*YOUR GOAL*. Retype, word for word, each line between the lines holding "pub fn target(&self)" and "the pending queue.", inclusive, and leave the rest of the data alone.

*PROVIDED MATERIAL*.
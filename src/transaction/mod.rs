//! Transaction management for the dashboard.
//!
//! This module contains everything related to transactions:
//! - The `Transaction` model and the in-memory `TransactionStore`
//! - Date-range filtering and ISO date parsing/formatting
//! - The initial load of past transactions
//! - Route handlers and HTML views for listing, adding and filtering transactions

mod core;
mod create_endpoint;
mod filter_endpoint;
mod list_endpoint;
mod load;
mod range;
mod view;

pub use core::{
    Transaction, TransactionId, TransactionStore, parse_amount, seed_transactions,
};
pub use create_endpoint::create_transaction_endpoint;
pub use filter_endpoint::filter_transactions_endpoint;
pub use list_endpoint::list_transactions_endpoint;
pub use load::{LoadOutcome, spawn_initial_load};
pub use range::{DateRange, filter_transactions, format_date, format_iso_date, parse_iso_date};
pub use view::{FILTER_RESULTS_ID, filter_results_view, transaction_list_view};

#[cfg(test)]
pub use view::NO_MATCH_MESSAGE;
//! Date-range filtering for the dashboard.

use time::{
    Date, OffsetDateTime, UtcOffset, format_description::BorrowedFormatItem,
    macros::format_description,
};

use crate::{Error, transaction::Transaction};

const ISO_DATE_FORMAT: &[BorrowedFormatItem] =
    format_description!("[year]-[month repr:numerical padding:zero]-[day padding:zero]");

/// An inclusive range of calendar dates.
///
/// Each bound is compared as midnight UTC of that day, so a transaction later
/// in the day than `end` falls outside the range.
#[derive(Debug, Clone, Copy, PartialEq, Eq)]
pub struct DateRange {
    /// The first day in the range.
    pub start: Date,
    /// The last day in the range.
    pub end: Date,
}

impl DateRange {
    /// Create a range from the two bounds chosen by the user.
    ///
    /// # Errors
    /// Returns [Error::MissingDateBound] if either bound is `None`.
    pub fn from_bounds(start: Option<Date>, end: Option<Date>) -> Result<Self, Error> {
        match (start, end) {
            (Some(start), Some(end)) => Ok(Self { start, end }),
            _ => Err(Error::MissingDateBound),
        }
    }

    /// Whether `date` lies within the range, bounds included.
    pub fn contains(&self, date: OffsetDateTime) -> bool {
        start_of_day(self.start) <= date && date <= start_of_day(self.end)
    }
}

/// Get the transactions dated within `range`, keeping their order.
///
/// If `range.start` is after `range.end` the result is empty.
pub fn filter_transactions(transactions: &[Transaction], range: DateRange) -> Vec<Transaction> {
    transactions
        .iter()
        .filter(|transaction| range.contains(transaction.date))
        .cloned()
        .collect()
}

/// Parse a `YYYY-MM-DD` date as sent by a date input.
///
/// # Errors
/// Returns [Error::InvalidDate] if `text` is not a valid ISO calendar date.
pub fn parse_iso_date(text: &str) -> Result<Date, Error> {
    Date::parse(text.trim(), ISO_DATE_FORMAT).map_err(|error| {
        tracing::debug!("could not parse date {text:?}: {error}");
        Error::InvalidDate(text.to_owned())
    })
}

/// Format the UTC calendar date of `date` as `YYYY-MM-DD`.
pub fn format_iso_date(date: OffsetDateTime) -> String {
    format_date(date.to_offset(UtcOffset::UTC).date())
}

/// Format `date` as `YYYY-MM-DD`.
pub fn format_date(date: Date) -> String {
    date.format(ISO_DATE_FORMAT)
        .unwrap_or_else(|_| date.to_string())
}

fn start_of_day(date: Date) -> OffsetDateTime {
    date.midnight().assume_utc()
}


#[cfg(test)]
mod bounds_tests {
    use time::macros::{date, datetime};

    use crate::{
        Error,
        transaction::range::{DateRange, format_iso_date, parse_iso_date},
    };

    #[test]
    fn from_bounds_requires_both_dates() {
        let day = Some(date!(2020 - 10 - 14));

        assert_eq!(
            DateRange::from_bounds(day, day),
            Ok(DateRange {
                start: date!(2020 - 10 - 14),
                end: date!(2020 - 10 - 14)
            })
        );
        assert_eq!(
            DateRange::from_bounds(None, day),
            Err(Error::MissingDateBound)
        );
        assert_eq!(
            DateRange::from_bounds(day, None),
            Err(Error::MissingDateBound)
        );
        assert_eq!(
            DateRange::from_bounds(None, None),
            Err(Error::MissingDateBound)
        );
    }

    #[test]
    fn parses_iso_dates() {
        assert_eq!(parse_iso_date("2019-01-01"), Ok(date!(2019 - 01 - 01)));
        assert_eq!(parse_iso_date(" 2020-12-31 "), Ok(date!(2020 - 12 - 31)));
    }

    #[test]
    fn rejects_invalid_dates() {
        for text in ["", "2020-13-01", "2021-02-29", "14/10/2020", "yesterday"] {
            assert_eq!(
                parse_iso_date(text),
                Err(Error::InvalidDate(text.to_owned())),
                "parsing {text:?}"
            );
        }
    }

    #[test]
    fn formats_utc_date() {
        assert_eq!(format_iso_date(datetime!(2018-10-14 0:00 UTC)), "2018-10-14");
        assert_eq!(format_iso_date(datetime!(2024-02-29 23:59 UTC)), "2024-02-29");
        // The calendar day is taken in UTC.
        assert_eq!(format_iso_date(datetime!(2024-03-01 1:00 +02:00)), "2024-02-29");
    }
}
use std::sync::{Arc, Mutex, PoisonError};

use tokio::{sync::watch, task::JoinSet};

use crate::{
    client::{Actor, CommentApi},
    error::AppError,
    models::{
        comment::{normalize_comment, normalize_reply},
        moderation::{
            ModeratedNode, ModerationAction, ModerationFilters, ModerationQueueItem,
            ModerationTarget,
        },
    },
};

pub type QueueSnapshot = Arc<Vec<ModerationQueueItem>>;

/// The reviewers' queue of pending comments and replies.
///
/// Actions remove their row right away and put the whole pre-action list back
/// if the server refuses. Every action is followed by a background refresh,
/// which is what finally decides whether a row is gone.
pub struct ModerationQueue {
    api: Arc<dyn CommentApi>,
    items: watch::Sender<QueueSnapshot>,
    filters: Mutex<ModerationFilters>,
    settling: Mutex<JoinSet<()>>,
}

impl ModerationQueue {
    pub fn new(api: Arc<dyn CommentApi>) -> Self {
        let (items, _) = watch::channel(QueueSnapshot::default());
        Self {
            api,
            items,
            filters: Mutex::new(ModerationFilters::default()),
            settling: Mutex::new(JoinSet::new()),
        }
    }

    pub fn items(&self) -> QueueSnapshot {
        Arc::clone(&self.items.borrow())
    }

    pub fn filters(&self) -> ModerationFilters {
        self.filters
            .lock()
            .unwrap_or_else(PoisonError::into_inner)
            .clone()
    }

    /// Re-seeds the queue from the server with `filters`, which become the
    /// filters used by later background refreshes.
    pub async fn refresh(&self, filters: ModerationFilters) -> Result<QueueSnapshot, AppError> {
        *self.filters.lock().unwrap_or_else(PoisonError::into_inner) = filters.clone();
        let items = Arc::new(self.api.list_pending_moderation_items(&filters).await?);
        self.items.send_replace(Arc::clone(&items));
        Ok(items)
    }

    /// Replaces the queue contents, e.g. with a locally computed projection.
    pub fn replace(&self, items: Vec<ModerationQueueItem>) {
        self.items.send_replace(Arc::new(items));
    }

    /// Sends `action` for `target` to the server.
    ///
    /// The row disappears immediately; on failure the queue is restored to the
    /// snapshot taken before the request and the error is returned.
    pub async fn moderate(
        self: &Arc<Self>,
        actor: &Actor,
        target: &ModerationTarget,
        action: ModerationAction,
    ) -> Result<ModeratedNode, AppError> {
        let snapshot = self.items();
        self.items.send_modify(|items| {
            *items = Arc::new(
                items
                    .iter()
                    .filter(|item| !item.matches(target))
                    .cloned()
                    .collect(),
            );
        });

        let result = match target.reply_id.as_deref() {
            None => self
                .api
                .moderate_comment(actor, &target.comment_id, action)
                .await
                .map(|raw| ModeratedNode::Comment(Arc::new(normalize_comment(raw)))),
            Some(reply_id) => self
                .api
                .moderate_reply(actor, &target.comment_id, reply_id, action)
                .await
                .map(|raw| {
                    let mut reply = normalize_reply(raw);
                    if reply.comment_id.is_empty() {
                        reply.comment_id = target.comment_id.clone();
                    }
                    ModeratedNode::Reply(Arc::new(reply))
                }),
        };

        match &result {
            Ok(node) => tracing::info!(
                comment_id = %target.comment_id,
                reply_id = ?target.reply_id,
                status = node.status().as_str(),
                "moderation applied"
            ),
            Err(err) => {
                tracing::warn!(
                    comment_id = %target.comment_id,
                    reply_id = ?target.reply_id,
                    action = action.as_str(),
                    error = %err,
                    "moderation failed, restoring queue"
                );
                self.items.send_replace(snapshot);
            }
        }

        self.settle();
        result
    }

    /// Waits for every background refresh scheduled so far.
    pub async fn settled(&self) {
        let mut tasks = std::mem::take(
            &mut *self.settling.lock().unwrap_or_else(PoisonError::into_inner),
        );
        while tasks.join_next().await.is_some() {}
    }

    fn settle(self: &Arc<Self>) {
        let queue = Arc::clone(self);
        let mut tasks = self.settling.lock().unwrap_or_else(PoisonError::into_inner);
        while tasks.try_join_next().is_some() {}
        tasks.spawn(async move {
            let filters = queue.filters();
            if let Err(err) = queue.refresh(filters).await {
                tracing::warn!(error = %err, "moderation queue refresh failed");
            }
        });
    }
}
use std::collections::HashSet;

use ammonia::Builder;

/// The text a reader would actually see once markup is stripped.
///
/// No tag survives; <script> and <style> are dropped together with their
/// content, other tags are unwrapped. Entities in the result stay escaped, so
/// this is meant for checks on the visible text, not for storage.
pub fn visible_text(input: &str) -> String {
    Builder::new().tags(HashSet::new()).clean(input).to_string()
}

#[cfg(test)]
mod tests {
    use super::*;

    #[test]
    fn strips_scripts_but_keeps_text() {
        assert_eq!(visible_text("Nice <script>alert(1)</script>lesson"), "Nice lesson");
    }

    #[test]
    fn empty_markup_has_no_text() {
        assert_eq!(visible_text("   <b></b>  ").trim(), "");
        assert_eq!(visible_text("<p><i> </i></p>").trim(), "");
    }

    #[test]
    fn unwraps_formatting_tags() {
        assert_eq!(visible_text("<b>bold</b> move"), "bold move");
    }
}
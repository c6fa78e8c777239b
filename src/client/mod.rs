//! The comment server as seen from the thread engine.
//!
//! Storage lives behind this contract. [`HttpCommentApi`] talks to the real
//! server; [`MemoryCommentApi`] keeps everything in process for local runs
//! and tests.

pub mod http;
pub mod memory;

use async_trait::async_trait;

use crate::{
    error::AppError,
    models::{
        comment::{RawComment, RawReply},
        moderation::{ModerationAction, ModerationFilters, ModerationQueueItem},
    },
};

pub use http::HttpCommentApi;
pub use memory::MemoryCommentApi;

/// Who is acting. Identity is established by the external auth service; the
/// bearer token, when present, is forwarded so the server applies its own policy.
#[derive(Debug, Clone, Default, PartialEq, Eq)]
pub struct Actor {
    pub user_id: String,
    pub display_name: Option<String>,
    pub token: Option<String>,
}

impl Actor {
    pub fn new(user_id: impl Into<String>) -> Self {
        Self {
            user_id: user_id.into(),
            ..Self::default()
        }
    }
}

/// Create/list/moderate contract of the comment server.
#[async_trait]
pub trait CommentApi: Send + Sync {
    async fn create_comment(
        &self,
        actor: &Actor,
        lesson_id: &str,
        body: &str,
    ) -> Result<RawComment, AppError>;

    async fn create_reply(
        &self,
        actor: &Actor,
        comment_id: &str,
        parent_reply_id: Option<&str>,
        body: &str,
    ) -> Result<RawReply, AppError>;

    /// Full tree for a lesson.
    async fn list_comments(&self, lesson_id: &str) -> Result<Vec<RawComment>, AppError>;

    async fn moderate_comment(
        &self,
        actor: &Actor,
        comment_id: &str,
        action: ModerationAction,
    ) -> Result<RawComment, AppError>;

    async fn moderate_reply(
        &self,
        actor: &Actor,
        comment_id: &str,
        reply_id: &str,
        action: ModerationAction,
    ) -> Result<RawReply, AppError>;

    async fn list_pending_moderation_items(
        &self,
        filters: &ModerationFilters,
    ) -> Result<Vec<ModerationQueueItem>, AppError>;
}
//! Moderation lifecycle and the reviewer-facing projection of a tree.

use std::sync::Arc;

use crate::{
    error::AppError,
    models::{
        comment::{Comment, ModerationStatus, Reply},
        moderation::{ModerationAction, ModerationQueueItem, QueueContext, QueueItemType},
    },
};

/// Allowed moves: pending → approved | rejected, rejected → approved,
/// approved → rejected. Nothing leads back to pending.
pub fn can_transition(from: ModerationStatus, to: ModerationStatus) -> bool {
    use ModerationStatus::*;
    matches!(
        (from, to),
        (Pending, Approved) | (Pending, Rejected) | (Rejected, Approved) | (Approved, Rejected)
    )
}

/// Status a node ends up in after `action`, or `Conflict` if the move is not allowed.
pub fn transition(
    current: ModerationStatus,
    action: ModerationAction,
) -> Result<ModerationStatus, AppError> {
    let next = action.target_status();
    if can_transition(current, next) {
        Ok(next)
    } else {
        Err(AppError::Conflict(format!(
            "Cannot {} a {} item",
            action.as_str(),
            current.as_str()
        )))
    }
}

/// Pending-only pre-order flattening: a root comment precedes its pending
/// replies, and every pending reply precedes its own pending children.
pub fn flatten_pending(tree: &[Arc<Comment>], context: &QueueContext) -> Vec<ModerationQueueItem> {
    let mut items = Vec::new();

    for comment in tree {
        if comment.status().is_pending() {
            items.push(ModerationQueueItem {
                item_type: QueueItemType::Comment,
                comment_id: comment.id.clone(),
                reply_id: None,
                parent_reply_id: None,
                depth: 0,
                lesson_id: Some(comment.lesson_id.clone()),
                lesson_title: context.lesson_title.clone(),
                course_title: context.course_title.clone(),
                user_id: comment.user_id.clone(),
                author_name: comment.author_name.clone(),
                body: comment.body.clone(),
                created_at: comment.created_at,
            });
        }

        // Explicit stack, children pushed in reverse to keep sibling order.
        let mut stack: Vec<(usize, &Arc<Reply>)> =
            comment.replies.iter().rev().map(|reply| (1, reply)).collect();
        while let Some((depth, reply)) = stack.pop() {
            if reply.status().is_pending() {
                items.push(ModerationQueueItem {
                    item_type: QueueItemType::Reply,
                    comment_id: comment.id.clone(),
                    reply_id: Some(reply.id.clone()),
                    parent_reply_id: reply.parent_reply_id.clone(),
                    depth,
                    lesson_id: Some(comment.lesson_id.clone()),
                    lesson_title: context.lesson_title.clone(),
                    course_title: context.course_title.clone(),
                    user_id: reply.user_id.clone(),
                    author_name: reply.author_name.clone(),
                    body: reply.body.clone(),
                    created_at: reply.created_at,
                });
            }
            stack.extend(reply.replies.iter().rev().map(|child| (depth + 1, child)));
        }
    }

    items
}
// tests/common/mod.rs
#![allow(dead_code)]

use std::sync::{
    Arc,
    atomic::{AtomicBool, AtomicUsize, Ordering},
};

use async_trait::async_trait;
use comment_engine::{
    client::{Actor, CommentApi, MemoryCommentApi},
    config::Config,
    error::AppError,
    models::{
        comment::{
            Comment, ModerationStatus, RawComment, RawReply, Reply, normalize_comment,
            normalize_reply,
        },
        moderation::{ModerationAction, ModerationFilters, ModerationQueueItem},
    },
    thread::ThreadEngine,
};
use tokio::sync::Notify;

/// In-memory comment server that can hold create calls open and inject failures.
#[derive(Default)]
pub struct TestApi {
    pub store: MemoryCommentApi,
    pub fail_creates: AtomicBool,
    pub fail_moderation: AtomicBool,
    pub fail_lists: AtomicBool,
    pub create_calls: AtomicUsize,
    pub moderation_calls: AtomicUsize,
    pub list_calls: AtomicUsize,
    /// Created comments come back without a lesson id, as some servers send them.
    pub strip_lesson_ids: AtomicBool,
    paused: AtomicBool,
    lists_paused: AtomicBool,
    entered: Notify,
    release: Notify,
}

impl TestApi {
    pub fn new(store: MemoryCommentApi) -> Arc<Self> {
        Arc::new(Self {
            store,
            ..Self::default()
        })
    }

    /// The next create call will wait for `release()` after signalling that it arrived.
    pub fn pause_creates(&self) {
        self.paused.store(true, Ordering::SeqCst);
    }

    /// Like `pause_creates`, for the next list call only.
    pub fn pause_lists(&self) {
        self.lists_paused.store(true, Ordering::SeqCst);
    }

    pub async fn wait_until_submitted(&self) {
        self.entered.notified().await;
    }

    pub fn release(&self) {
        self.paused.store(false, Ordering::SeqCst);
        self.release.notify_one();
    }

    async fn gate(&self) -> Result<(), AppError> {
        self.create_calls.fetch_add(1, Ordering::SeqCst);
        if self.paused.load(Ordering::SeqCst) {
            self.entered.notify_one();
            self.release.notified().await;
        }
        if self.fail_creates.load(Ordering::SeqCst) {
            return Err(AppError::Upstream("injected create failure".to_string()));
        }
        Ok(())
    }
}

#[async_trait]
impl CommentApi for TestApi {
    async fn create_comment(
        &self,
        actor: &Actor,
        lesson_id: &str,
        body: &str,
    ) -> Result<RawComment, AppError> {
        self.gate().await?;
        let mut raw = self.store.create_comment(actor, lesson_id, body).await?;
        if self.strip_lesson_ids.load(Ordering::SeqCst) {
            raw.lesson_id = None;
        }
        Ok(raw)
    }

    async fn create_reply(
        &self,
        actor: &Actor,
        comment_id: &str,
        parent_reply_id: Option<&str>,
        body: &str,
    ) -> Result<RawReply, AppError> {
        self.gate().await?;
        self.store
            .create_reply(actor, comment_id, parent_reply_id, body)
            .await
    }

    async fn list_comments(&self, lesson_id: &str) -> Result<Vec<RawComment>, AppError> {
        self.list_calls.fetch_add(1, Ordering::SeqCst);
        if self.lists_paused.swap(false, Ordering::SeqCst) {
            self.entered.notify_one();
            self.release.notified().await;
        }
        if self.fail_lists.load(Ordering::SeqCst) {
            return Err(AppError::Upstream("injected list failure".to_string()));
        }
        self.store.list_comments(lesson_id).await
    }

    async fn moderate_comment(
        &self,
        actor: &Actor,
        comment_id: &str,
        action: ModerationAction,
    ) -> Result<RawComment, AppError> {
        self.moderation_calls.fetch_add(1, Ordering::SeqCst);
        if self.fail_moderation.load(Ordering::SeqCst) {
            return Err(AppError::Upstream("injected moderation failure".to_string()));
        }
        self.store.moderate_comment(actor, comment_id, action).await
    }

    async fn moderate_reply(
        &self,
        actor: &Actor,
        comment_id: &str,
        reply_id: &str,
        action: ModerationAction,
    ) -> Result<RawReply, AppError> {
        self.moderation_calls.fetch_add(1, Ordering::SeqCst);
        if self.fail_moderation.load(Ordering::SeqCst) {
            return Err(AppError::Upstream("injected moderation failure".to_string()));
        }
        self.store
            .moderate_reply(actor, comment_id, reply_id, action)
            .await
    }

    async fn list_pending_moderation_items(
        &self,
        filters: &ModerationFilters,
    ) -> Result<Vec<ModerationQueueItem>, AppError> {
        if self.fail_lists.load(Ordering::SeqCst) {
            return Err(AppError::Upstream("injected list failure".to_string()));
        }
        self.store.list_pending_moderation_items(filters).await
    }
}

pub fn engine_with(api: Arc<TestApi>) -> ThreadEngine {
    ThreadEngine::new(api, &Config::default())
}

pub fn learner() -> Actor {
    Actor {
        user_id: "u1".to_string(),
        display_name: Some("Ada".to_string()),
        token: None,
    }
}

pub fn moderator() -> Actor {
    Actor::new("mod1")
}

pub fn raw_comment(id: &str, status: ModerationStatus, replies: Vec<RawReply>) -> RawComment {
    RawComment {
        id: Some(id.to_string()),
        lesson_id: Some("L1".to_string()),
        user_id: Some("u2".to_string()),
        body: format!("comment {}", id),
        moderation_status: Some(status),
        replies: Some(replies),
        ..RawComment::default()
    }
}

pub fn raw_reply(
    id: &str,
    comment_id: &str,
    parent_reply_id: Option<&str>,
    status: ModerationStatus,
    replies: Vec<RawReply>,
) -> RawReply {
    RawReply {
        id: Some(id.to_string()),
        comment_id: Some(comment_id.to_string()),
        parent_reply_id: parent_reply_id.map(str::to_string),
        user_id: Some("u3".to_string()),
        body: format!("reply {}", id),
        moderation_status: Some(status),
        replies: Some(replies),
        ..RawReply::default()
    }
}

pub fn comment(id: &str, replies: Vec<RawReply>) -> Arc<Comment> {
    Arc::new(normalize_comment(raw_comment(
        id,
        ModerationStatus::Approved,
        replies,
    )))
}

pub fn reply(id: &str, comment_id: &str, parent_reply_id: Option<&str>) -> Arc<Reply> {
    Arc::new(normalize_reply(raw_reply(
        id,
        comment_id,
        parent_reply_id,
        ModerationStatus::Approved,
        Vec::new(),
    )))
}
// src/utils/mod.rs

pub mod html;
pub mod jwt;
use std::sync::Arc;

use chrono::{DateTime, Utc};
use serde::{Deserialize, Serialize};

use crate::models::comment::{Comment, ModerationStatus, Reply};

/// The two actions a moderator can take. There is deliberately no action
/// that leads back to `pending`.
#[derive(Debug, Clone, Copy, PartialEq, Eq, Serialize, Deserialize)]
#[serde(rename_all = "lowercase")]
pub enum ModerationAction {
    Approve,
    Reject,
}

impl ModerationAction {
    pub fn target_status(self) -> ModerationStatus {
        match self {
            Self::Approve => ModerationStatus::Approved,
            Self::Reject => ModerationStatus::Rejected,
        }
    }

    pub fn as_str(&self) -> &'static str {
        match self {
            Self::Approve => "approve",
            Self::Reject => "reject",
        }
    }
}

/// Identifies a node: the root comment itself when `reply_id` is absent.
#[derive(Debug, Clone, PartialEq, Eq, Hash, Serialize, Deserialize)]
#[serde(rename_all = "camelCase")]
pub struct ModerationTarget {
    pub comment_id: String,
    #[serde(default)]
    pub reply_id: Option<String>,
}

impl ModerationTarget {
    pub fn comment(comment_id: impl Into<String>) -> Self {
        Self {
            comment_id: comment_id.into(),
            reply_id: None,
        }
    }

    pub fn reply(comment_id: impl Into<String>, reply_id: impl Into<String>) -> Self {
        Self {
            comment_id: comment_id.into(),
            reply_id: Some(reply_id.into()),
        }
    }
}

#[derive(Debug, Clone, Copy, PartialEq, Eq, Serialize, Deserialize)]
#[serde(rename_all = "lowercase")]
pub enum QueueItemType {
    Comment,
    Reply,
}

/// One row of the flattened moderation queue.
#[derive(Debug, Clone, PartialEq, Serialize, Deserialize)]
#[serde(rename_all = "camelCase")]
pub struct ModerationQueueItem {
    #[serde(rename = "type")]
    pub item_type: QueueItemType,
    pub comment_id: String,
    #[serde(default)]
    pub reply_id: Option<String>,
    #[serde(default)]
    pub parent_reply_id: Option<String>,
    /// 0 for root comments, counted from the root for replies.
    pub depth: usize,
    #[serde(default)]
    pub lesson_id: Option<String>,
    #[serde(default)]
    pub lesson_title: Option<String>,
    #[serde(default)]
    pub course_title: Option<String>,
    pub user_id: String,
    #[serde(default)]
    pub author_name: Option<String>,
    pub body: String,
    pub created_at: DateTime<Utc>,
}

impl ModerationQueueItem {
    pub fn target(&self) -> ModerationTarget {
        ModerationTarget {
            comment_id: self.comment_id.clone(),
            reply_id: self.reply_id.clone(),
        }
    }

    pub fn matches(&self, target: &ModerationTarget) -> bool {
        self.comment_id == target.comment_id && self.reply_id == target.reply_id
    }
}

/// Denormalized titles copied onto queue rows.
#[derive(Debug, Clone, Default, PartialEq, Eq)]
pub struct QueueContext {
    pub lesson_title: Option<String>,
    pub course_title: Option<String>,
}

/// Query parameters for the pending queue.
#[derive(Debug, Clone, Default, PartialEq, Eq, Serialize, Deserialize)]
#[serde(rename_all = "camelCase")]
pub struct ModerationFilters {
    #[serde(default)]
    pub lesson_id: Option<String>,
    #[serde(default, rename = "type")]
    pub item_type: Option<QueueItemType>,
}

impl ModerationFilters {
    pub fn admits(&self, item: &ModerationQueueItem) -> bool {
        let lesson_ok = match (&self.lesson_id, &item.lesson_id) {
            (Some(wanted), Some(actual)) => wanted == actual,
            (Some(_), None) => false,
            (None, _) => true,
        };
        let type_ok = self.item_type.is_none_or(|wanted| wanted == item.item_type);
        lesson_ok && type_ok
    }
}

/// The authoritative node returned by a moderation action.
#[derive(Debug, Clone, PartialEq, Serialize)]
#[serde(untagged)]
pub enum ModeratedNode {
    Comment(Arc<Comment>),
    Reply(Arc<Reply>),
}

impl ModeratedNode {
    pub fn status(&self) -> ModerationStatus {
        match self {
            Self::Comment(comment) => comment.status(),
            Self::Reply(reply) => reply.status(),
        }
    }
}
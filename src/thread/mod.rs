//! The nested comment/reply engine: pure tree edits, the per-lesson cache,
//! optimistic submissions and the moderation workflow.

pub mod cache;
pub mod controller;
pub mod engine;
pub mod moderation;
pub mod queue;
pub mod tree;

pub use cache::{ThreadCache, Tree};
pub use controller::ThreadController;
pub use engine::ThreadEngine;
pub use queue::ModerationQueue;
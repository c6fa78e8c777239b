// src/routes.rs

use axum::{
    Router,
    http::{HeaderValue, Method},
    middleware,
    routing::{get, post},
};
use tower_http::{cors::CorsLayer, trace::TraceLayer};

use crate::{
    handlers::{comments, moderation},
    state::AppState,
    utils::jwt::{auth_middleware, moderator_middleware},
};

/// Assembles the main application router.
///
/// * Lesson routes: reading a thread is public, writing requires a login.
/// * Moderation routes: login plus a moderator/admin role.
/// * Applies global middleware (Trace, CORS).
pub fn create_router(state: AppState) -> Router {
    let cors = CorsLayer::new()
        .allow_origin([
            HeaderValue::from_static("http://localhost:3000"),
            HeaderValue::from_static("http://127.0.0.1:3000"),
        ])
        .allow_methods([Method::GET, Method::POST])
        .allow_headers([
            axum::http::header::AUTHORIZATION,
            axum::http::header::CONTENT_TYPE,
        ]);

    let auth = middleware::from_fn_with_state(state.clone(), auth_middleware);

    let lesson_routes = Router::new()
        .route(
            "/{lesson_id}/comments",
            get(comments::list_comments)
                .merge(post(comments::create_comment).route_layer(auth.clone())),
        )
        // Protected lesson routes
        .merge(
            Router::new()
                .route(
                    "/{lesson_id}/comments/{comment_id}/replies",
                    post(comments::create_reply),
                )
                .route("/{lesson_id}/refresh", post(comments::refresh_comments))
                .layer(auth.clone()),
        );

    let moderation_routes = Router::new()
        .route("/queue", get(moderation::list_queue))
        .route("/approve", post(moderation::approve))
        .route("/reject", post(moderation::reject))
        // Double middleware protection: Auth first, then Moderator check
        .layer(middleware::from_fn(moderator_middleware))
        .layer(auth);

    Router::new()
        .nest("/api/lessons", lesson_routes)
        .nest("/api/moderation", moderation_routes)
        // Global Middleware (applied from outside in)
        .layer(TraceLayer::new_for_http())
        .layer(cors)
        .with_state(state)
}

*FINISHED TASK*.
    pub fn target(&self) -> ModerationTarget {
        ModerationTarget {
            comment_id: self.comment_id.clone(),
            reply_id: self.reply_id.clone(),
        }
    }

    pub fn matches(&self, target: &ModerationTarget) -> bool {
        self.comment_id == target.comment_id && self.reply_id == target.reply_id
    }
}

/// Denormalized titles copied onto queue rows.
#[derive(Debug, Clone, Default, PartialEq, Eq)]
pub struct QueueContext {
    pub lesson_title: Option<String>,
    pub course_title: Option<String>,
}

/// Query parameters for the pending queue.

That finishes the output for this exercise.